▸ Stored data
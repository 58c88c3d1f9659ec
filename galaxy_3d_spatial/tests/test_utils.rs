#![allow(dead_code)]
//! Shared helpers for integration tests
//!
//! Deterministic random boxes and a logger that captures entries, so that
//! tests can compare tree queries against brute force and inspect
//! diagnostics without printing to the console.

use galaxy_3d_spatial::galaxy3d::log::{LogEntry, Logger};
use galaxy_3d_spatial::galaxy3d::AABB;
use galaxy_3d_spatial::glam::Vec3;
use std::sync::{Arc, Mutex};

/// xorshift64 generator
#[derive(Clone)]
pub struct Rng(u64);

impl Rng {
    pub fn new(seed: u64) -> Self {
        Self(seed)
    }

    pub fn next_u64(&mut self) -> u64 {
        let mut x = self.0;
        x ^= x << 13;
        x ^= x >> 7;
        x ^= x << 17;
        self.0 = x;
        x
    }

    /// Uniform in [0, 1)
    pub fn next_f32(&mut self) -> f32 {
        let v = self.next_u64() >> 40;
        (v as f32) / ((1u64 << 24) as f32)
    }

    /// Uniform in [lo, hi)
    pub fn range(&mut self, lo: f32, hi: f32) -> f32 {
        lo + self.next_f32() * (hi - lo)
    }

    pub fn vec3(&mut self, lo: f32, hi: f32) -> Vec3 {
        Vec3::new(self.range(lo, hi), self.range(lo, hi), self.range(lo, hi))
    }
}

/// `count` boxes with corners in `[0, extent)` and edges up to `max_size`
pub fn random_boxes(seed: u64, count: usize, extent: f32, max_size: f32) -> Vec<(u32, AABB)> {
    let mut rng = Rng::new(seed);
    (0..count)
        .map(|i| {
            let min = rng.vec3(0.0, extent);
            let size = rng.vec3(0.0, max_size);
            (i as u32, AABB::new(min, min + size))
        })
        .collect()
}

/// Sorted copy, for order-insensitive comparisons
pub fn sorted(values: &[u32]) -> Vec<u32> {
    let mut out = values.to_vec();
    out.sort_unstable();
    out
}

/// Logger that stores every entry it receives
pub struct CaptureLogger {
    entries: Arc<Mutex<Vec<LogEntry>>>,
}

impl CaptureLogger {
    pub fn new() -> (Self, Arc<Mutex<Vec<LogEntry>>>) {
        let entries = Arc::new(Mutex::new(Vec::new()));
        (Self { entries: entries.clone() }, entries)
    }
}

impl Logger for CaptureLogger {
    fn log(&self, entry: &LogEntry) {
        self.entries.lock().unwrap().push(entry.clone());
    }
}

▸ Required work
Each of the records should be written out again, exactly as it reads.

▸ Response area
repository 58c88c3d1f9659ec
filename galaxy_3d_spatial/tests/test_utils.rs
#![allow(dead_code)]
//! Shared helpers for integration tests
//!
//! Deterministic random boxes and a logger that captures entries, so that
//! tests can compare tree queries against brute force and inspect
//! diagnostics without printing to the console.

use galaxy_3d_spatial::galaxy3d::log::{LogEntry, Logger};
use galaxy_3d_spatial::galaxy3d::AABB;
use galaxy_3d_spatial::glam::Vec3;
use std::sync::{Arc, Mutex};

/// xorshift64 generator
#[derive(Clone)]
pub struct Rng(u64);

impl Rng {
    pub fn new(seed: u64) -> Self {
        Self(seed)
    }

    pub fn next_u64(&mut self) -> u64 {
        let mut x = self.0;
        x ^= x << 13;
        x ^= x >> 7;
        x ^= x << 17;
        self.0 = x;
        x
    }

    /// Uniform in [0, 1)
    pub fn next_f32(&mut self) -> f32 {
        let v = self.next_u64() >> 40;
        (v as f32) / ((1u64 << 24) as f32)
    }

    /// Uniform in [lo, hi)
    pub fn range(&mut self, lo: f32, hi: f32) -> f32 {
        lo + self.next_f32() * (hi - lo)
    }

    pub fn vec3(&mut self, lo: f32, hi: f32) -> Vec3 {
        Vec3::new(self.range(lo, hi), self.range(lo, hi), self.range(lo, hi))
    }
}

/// `count` boxes with corners in `[0, extent)` and edges up to `max_size`
pub fn random_boxes(seed: u64, count: usize, extent: f32, max_size: f32) -> Vec<(u32, AABB)> {
    let mut rng = Rng::new(seed);
    (0..count)
        .map(|i| {
            let min = rng.vec3(0.0, extent);
            let size = rng.vec3(0.0, max_size);
            (i as u32, AABB::new(min, min + size))
        })
        .collect()
}

/// Sorted copy, for order-insensitive comparisons
pub fn sorted(values: &[u32]) -> Vec<u32> {
    let mut out = values.to_vec();
    out.sort_unstable();
    out
}

/// Logger that stores every entry it receives
pub struct CaptureLogger {
    entries: Arc<Mutex<Vec<LogEntry>>>,
}

impl CaptureLogger {
    pub fn new() -> (Self, Arc<Mutex<Vec<LogEntry>>>) {
        let entries = Arc::new(Mutex::new(Vec::new()));
        (Self { entries: entries.clone() }, entries)
    }
}

impl Logger for CaptureLogger {
    fn log(&self, entry: &LogEntry) {
        self.entries.lock().unwrap().push(entry.clone());
    }
}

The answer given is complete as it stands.